Поэтому они и отыгрывают у левых молодежь. Сексуальное освобождение 60– 70-х годов насытило левую идеологию мотивами наслаждения, сделало ее, что называется, sexy. В результате чего это поколение не умеет стареть, болеет ювенильностью, избегает педагогического бремени и, в частности, не пытается объяснить молодым эволюцию мира и левой идеи в нем. Никакая смена поколений вообще не предусмотрена этими вечными детьми Вудстока в их вечных джинсах. Их культ пролетариата – из той же оперы. Им не мешает, что современный музеифицированный рабочий сверхзащищен социально – в отличие не только от далеких азиатских собратьев, но и от родной молодежи, которая, получив диплом, годами мается в качестве бесплатных стажеров и подмастерьев и получает в наследие преимущественно разочарование и пустоту. Сегодняшние 50-летние левые – первое поколение левых, которое исповедует не какой-нибудь проект, пусть самый утопичный, а нарциссичную ностальгию по своей молодости, которую они возводят в ранг золотого века. На практике это выливается в конвульсивную стратегию «удержания завоеваний». Мир уже не нужно изменять, нужно только пытаться удержать в апогее, который счастливо совпал с оргией их молодости. Мир все равно изменяется? И не в лучшую сторону? Мы тут ни при чем.

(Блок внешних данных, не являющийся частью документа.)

use crate::errors::{AppError, AppResult};
use crate::models::task::{Task, TaskPriority, TaskStatus};
use chrono::{DateTime, Utc};
use rusqlite::{Connection, OptionalExtension, Result, Row, params};

pub fn map_task_row(row: &Row) -> Result<Task> {
    let priority_str: String = row.get("priority")?;
    let priority = TaskPriority::from_db_str(&priority_str).ok_or_else(|| {
        rusqlite::Error::FromSqlConversionFailure(
            0,
            rusqlite::types::Type::Text,
            Box::new(AppError::InvalidTaskPriority(priority_str.clone())),
        )
    })?;

    let status_str: String = row.get("status")?;
    let status = TaskStatus::from_db_str(&status_str).ok_or_else(|| {
        rusqlite::Error::FromSqlConversionFailure(
            0,
            rusqlite::types::Type::Text,
            Box::new(AppError::InvalidTaskStatus(status_str.clone())),
        )
    })?;

    let created_str: String = row.get("created_at")?;
    let created_at = DateTime::parse_from_rfc3339(&created_str)
        .map(|dt| dt.with_timezone(&Utc))
        .map_err(|_| {
            rusqlite::Error::FromSqlConversionFailure(
                0,
                rusqlite::types::Type::Text,
                Box::new(AppError::InvalidTimestamp(created_str.clone())),
            )
        })?;

    Ok(Task {
        id: row.get("id")?,
        title: row.get("title")?,
        project_id: row.get("project_id")?,
        priority,
        status,
        assigned_to: row.get("assigned_to")?,
        created_at,
    })
}

pub fn load_task(conn: &Connection, id: &str) -> AppResult<Option<Task>> {
    let mut stmt = conn.prepare("SELECT * FROM tasks WHERE id = ?1")?;
    Ok(stmt.query_row([id], map_task_row).optional()?)
}

pub fn load_tasks(conn: &Connection, project_id: Option<&str>) -> AppResult<Vec<Task>> {
    let mut out = Vec::new();

    match project_id {
        Some(project) => {
            let mut stmt = conn.prepare(
                "SELECT * FROM tasks WHERE project_id = ?1 ORDER BY created_at ASC, id ASC",
            )?;
            let rows = stmt.query_map([project], map_task_row)?;
            for r in rows {
                out.push(r?);
            }
        }
        None => {
            let mut stmt = conn.prepare("SELECT * FROM tasks ORDER BY created_at ASC, id ASC")?;
            let rows = stmt.query_map([], map_task_row)?;
            for r in rows {
                out.push(r?);
            }
        }
    }

    Ok(out)
}

pub fn insert_task(conn: &Connection, task: &Task) -> AppResult<()> {
    conn.execute(
        "INSERT INTO tasks (id, title, project_id, priority, status, assigned_to, created_at)
         VALUES (?1, ?2, ?3, ?4, ?5, ?6, ?7)",
        params![
            task.id,
            task.title,
            task.project_id,
            task.priority.to_db_str(),
            task.status.to_db_str(),
            task.assigned_to,
            task.created_at.to_rfc3339(),
        ],
    )?;
    Ok(())
}

pub fn update_task_status(conn: &Connection, id: &str, status: TaskStatus) -> AppResult<()> {
    conn.execute(
        "UPDATE tasks SET status = ?1 WHERE id = ?2",
        params![status.to_db_str(), id],
    )?;
    Ok(())
}

/// Live open-task count for one manager. Missing row reads as zero.
pub fn load_counter(conn: &Connection, manager_id: &str) -> AppResult<i64> {
    let load: Option<i64> = conn
        .query_row(
            "SELECT load FROM task_load WHERE manager_id = ?1",
            [manager_id],
            |row| row.get(0),
        )
        .optional()?;
    Ok(load.unwrap_or(0))
}

/// Counters for a candidate pool, read inside the assignment transaction
/// so the pick and the increment see the same state.
pub fn load_counters(conn: &Connection, manager_ids: &[String]) -> AppResult<Vec<(String, i64)>> {
    let mut out = Vec::with_capacity(manager_ids.len());
    for id in manager_ids {
        out.push((id.clone(), load_counter(conn, id)?));
    }
    Ok(out)
}

pub fn increment_counter(conn: &Connection, manager_id: &str) -> AppResult<()> {
    conn.execute(
        "INSERT INTO task_load (manager_id, load) VALUES (?1, 1)
         ON CONFLICT(manager_id) DO UPDATE SET load = load + 1",
        [manager_id],
    )?;
    Ok(())
}

/// Decrement with a zero floor; returns whether a decrement happened.
pub fn decrement_counter(conn: &Connection, manager_id: &str) -> AppResult<bool> {
    let changed = conn.execute(
        "UPDATE task_load SET load = load - 1 WHERE manager_id = ?1 AND load > 0",
        [manager_id],
    )?;
    Ok(changed > 0)
}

А может быть, не так плохо, что мир не ждет, пока левые изменят его.

Калечимся и лечимся

Закрыв индустриальные скобки, передав эстафету господства на суше и на море, в экономике и политике, европеец возвращается к занятию, которое, по мнению древних, должно было считаться самым главным для человека – к заботе о себе, epimeleia heautou. Умеет ли он заботиться о себе?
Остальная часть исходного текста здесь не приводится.